A favorable regulatory environment and rising environmental concerns will drive growth
Los Angeles, CA (PRWEB) March 27, 2012
Biotechnology is a relatively young industry with numerous opportunities for new applications. While recent developments have helped drive growth since 2007, they have failed to defend against the economic downturn. Revenue declined in 2008 and 2009, but growth returned in 2010. Over the five years to 2012, revenue is expected to increase 4.4% per year to $87.0 billion. According to IBISWorld industry analyst Sophia Snyder, new product development, a favorable regulatory environment, an aging population and access to capital have largely driven growth in industry revenue.
The Biotechnology industry had relatively easy access to capital prior to the recession, but it forced biotechnology companies to deal with low investor confidence and a cash-strapped government. While investor confidence declined in 2008 and 2009, the industry still received financing from venture capital due to promising technologies in the field. In anticipation of a less favorable capital market, biotechnology companies took considerable steps to reduce costs in 2009, including reduced research and development (R&D) expenditures.
Mergers and acquisitions (M&A) have been increasing during the five years to 2012, with the number of companies rising at an average annual rate of 2.1% to 1,843. As small companies integrate with larger operators, overall access to resources for R&D and marketing has grown. Biotechnology companies also benefit from continued federal funding for biological defense, so pharmaceutical manufacturers have acquired biotechnology companies in order to diversify product lines. Says Snyder, “This trend is effectively slowing growth in the number of industry operators, which is projected to remain flat during the next five years.” Major companies include Amgen Inc., Roche and Monsanto Company.

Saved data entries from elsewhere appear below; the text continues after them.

// SPDX-License-Identifier: PMPL-1.0-or-later
// Copyright (c) 2026 Jonathan D.A. Jewell (hyperpolymath) <jonathan.jewell@open.ac.uk>
//
// Normalization pipeline configuration.

use std::path::Path;

use serde::{Deserialize, Serialize};

use crate::error::{Result, StrokepadError};

/// How the raw canvas is turned into the classifier input.
#[derive(Debug, Clone, Copy, Default, PartialEq, Eq, Serialize, Deserialize)]
#[serde(tag = "kind", rename_all = "snake_case")]
pub enum NormalizeMode {
    /// Resize the whole canvas straight to the target size.
    #[default]
    Direct,
    /// Crop to the strokes, resize to the content size, zero-pad out to the
    /// target size and optionally blur.
    Centered {
        content_width: usize,
        content_height: usize,
        pad_x: usize,
        pad_y: usize,
        blur: bool,
    },
}

impl NormalizeMode {
    /// MNIST-style layout: 20x20 digit centred in a 28x28 frame, blurred.
    pub fn centered_mnist() -> Self {
        Self::Centered {
            content_width: 20,
            content_height: 20,
            pad_x: 4,
            pad_y: 4,
            blur: true,
        }
    }
}

/// Persistent pipeline settings.
#[derive(Debug, Clone, PartialEq, Serialize, Deserialize)]
#[serde(default)]
pub struct PipelineConfig {
    /// Width of the touch canvas in pixels.
    pub canvas_width: usize,
    /// Height of the touch canvas in pixels.
    pub canvas_height: usize,
    /// Radius of the disk stamped at every touch sample.
    pub brush_radius: i32,
    /// Classifier input width.
    pub target_width: usize,
    /// Classifier input height.
    pub target_height: usize,
    /// Stages applied between the canvas and the classifier input.
    pub mode: NormalizeMode,
    /// Name of the output tensor holding the predicted label.
    pub output_tensor: String,
}

impl Default for PipelineConfig {
    fn default() -> Self {
        Self {
            canvas_width: 240,
            canvas_height: 240,
            brush_radius: 7,
            target_width: 28,
            target_height: 28,
            mode: NormalizeMode::Direct,
            output_tensor: "Prediction/y_pred:0".into(),
        }
    }
}

impl PipelineConfig {
    /// Check that every size is positive and that a centred layout adds up
    /// to the target size.
    pub fn validate(&self) -> Result<()> {
        if self.canvas_width == 0 || self.canvas_height == 0 {
            return Err(StrokepadError::invalid_dimensions(
                self.canvas_width,
                self.canvas_height,
            ));
        }
        if self.target_width == 0 || self.target_height == 0 {
            return Err(StrokepadError::invalid_dimensions(
                self.target_width,
                self.target_height,
            ));
        }
        if self.brush_radius < 0 {
            return Err(StrokepadError::Config(format!(
                "brush radius must not be negative (got {})",
                self.brush_radius
            )));
        }
        if self.output_tensor.is_empty() {
            return Err(StrokepadError::Config("output tensor name is empty".into()));
        }

        if let NormalizeMode::Centered {
            content_width,
            content_height,
            pad_x,
            pad_y,
            ..
        } = self.mode
        {
            if content_width == 0 || content_height == 0 {
                return Err(StrokepadError::invalid_dimensions(
                    content_width,
                    content_height,
                ));
            }
            let padded_w = padded_extent(content_width, pad_x);
            let padded_h = padded_extent(content_height, pad_y);
            if padded_w != Some(self.target_width) || padded_h != Some(self.target_height) {
                return Err(StrokepadError::Config(format!(
                    "content {content_width}x{content_height} padded by ({pad_x}, {pad_y}) \
                     does not produce the {}x{} target",
                    self.target_width, self.target_height
                )));
            }
        }

        Ok(())
    }

    /// Read and validate a JSON config file.
    pub fn load(path: impl AsRef<Path>) -> Result<Self> {
        let data = std::fs::read_to_string(path.as_ref())?;
        let config: Self = serde_json::from_str(&data)?;
        config.validate()?;
        Ok(config)
    }

    /// Write the config as pretty-printed JSON.
    pub fn save(&self, path: impl AsRef<Path>) -> Result<()> {
        let json = serde_json::to_string_pretty(self)?;
        std::fs::write(path.as_ref(), json)?;
        Ok(())
    }
}

/// `content + 2 * pad`, or `None` if it does not fit in a `usize`.
pub fn padded_extent(content: usize, pad: usize) -> Option<usize> {
    pad.checked_mul(2).and_then(|p| p.checked_add(content))
}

Among other government programs, healthcare reform legislation will benefit the industry through 2017. The reform paves a clear path for generic biological drugs (which provides operators with foresight to plan) and provides tax breaks for smaller biotechnology operators. A favorable regulatory environment combined with an aging population and mounting environmental concerns will drive revenue. For more information, visit IBISWorld’s Biotechnology report in the US industry page.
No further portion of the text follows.